With a wingspan up to just under 3 inches, this butterfly migrates south to warmer climates each fall and returns each spring. That’s right. Monarchs are not the only migrating butterflies in Iowa. With an adult life span of about 2 weeks, many generations will pass during the winter months. Females are typically larger than males, and they will lay eggs on top of leaves on plants caterpillars will eat. Painted lady caterpillars are known to eat more than 100 different plant species – so they are not extremely picky (like monarch caterpillars). After hatching, the caterpillar will make a silk “nest” on leaves for protection as it eats and grows.
Check out the eye spots on the outer part of the wing. This will help you distinguish the painted lady from the American lady butterflies.
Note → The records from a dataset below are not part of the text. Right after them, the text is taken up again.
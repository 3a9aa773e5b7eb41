//! Health relay error types

use std::{io, path::PathBuf};

use thiserror::Error;

/// Errors starting or running the relay server
#[derive(Debug, Error)]
pub enum HealthError {
    /// Failed to bind to the specified address
    #[error("Failed to bind health relay to {address}: {source}")]
    BindError { address: String, source: io::Error },

    /// Relay server encountered a runtime error
    #[error("Health relay error: {0}")]
    ServerError(String),
}

/// Ways a single health-check invocation can fail outright
///
/// These never reach the client; they are logged and answered with a
/// generic 500.
#[derive(Debug, Error)]
pub enum ProbeError {
    /// The executable could not be started
    #[error("Failed to launch {script}: {source}")]
    Spawn { script: PathBuf, source: io::Error },

    /// Waiting on the child or reading its output failed
    #[error("Failed to collect health check output: {0}")]
    Io(#[source] io::Error),

    /// Exit status 0 but stdout was not JSON
    #[error("Health check reported success with a malformed report: {0}")]
    MalformedReport(#[source] serde_json::Error),
}
//! axum middleware guarding protected routes

use axum::{
    extract::{Request, State},
    http::header::AUTHORIZATION,
    middleware::Next,
    response::Response,
};
use wafaux_common::ApiError;

use crate::BearerAuth;

/// Reject the request with a bare 401 unless it carries the configured token
///
/// The failure reason is only logged. The wrapped handler never runs for a
/// rejected request.
///
/// ```no_run
/// use axum::{Router, middleware, routing::get};
/// use wafaux_auth::{AuthConfig, BearerAuth, require_bearer};
///
/// # fn build() -> Result<Router, wafaux_auth::AuthError> {
/// let auth = BearerAuth::from_config(&AuthConfig {
///     token: Some("secret".to_string()),
///     allow_unauthenticated: false,
/// })?;
/// let router: Router = Router::new()
///     .route("/protected", get(|| async { "ok" }))
///     .route_layer(middleware::from_fn_with_state(auth, require_bearer));
/// # Ok(router)
/// # }
/// ```
///
/// # Errors
///
/// Returns [`ApiError::Unauthorized`] when verification fails.
pub async fn require_bearer(
    State(auth): State<BearerAuth>,
    request: Request,
    next: Next,
) -> Result<Response, ApiError> {
    if let Err(reason) = auth.verify(request.headers().get(AUTHORIZATION)) {
        tracing::warn!(
            %reason,
            path = request.uri().path(),
            "Rejected request to protected endpoint"
        );
        return Err(ApiError::Unauthorized);
    }

    Ok(next.run(request).await)
}
//! Mock API configuration

use std::path::PathBuf;

use serde::Deserialize;

#[derive(Debug, Clone, Deserialize)]
pub struct MockServerConfig {
    /// Address to bind the mock API to
    #[serde(default = "default_listen_address")]
    pub listen_address: String,

    /// JSON document served by `/engine/v1/config`
    ///
    /// Created from the default fixture when it does not exist.
    #[serde(default = "default_config_file")]
    pub config_file: PathBuf,
}

fn default_listen_address() -> String {
    "0.0.0.0:8080".to_string()
}

fn default_config_file() -> PathBuf {
    PathBuf::from("/tmp/mock-api-config.json")
}

impl Default for MockServerConfig {
    fn default() -> Self {
        Self {
            listen_address: default_listen_address(),
            config_file: default_config_file(),
        }
    }
}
They only have two eye spots. Plus the American lady butterflies are larger than painted lady butterflies.
Now is a great time to get outside to see all the butterflies preparing for winter. Some may be migrating. Others may be finishing their adult life cycle after laying eggs. And still others may spend the winter here as adults. However they will spend the winter, fall is a great time to see a variety of butterflies in the prairies. Go for a hike this weekend. You never know what you might see – like thousands of painted ladies.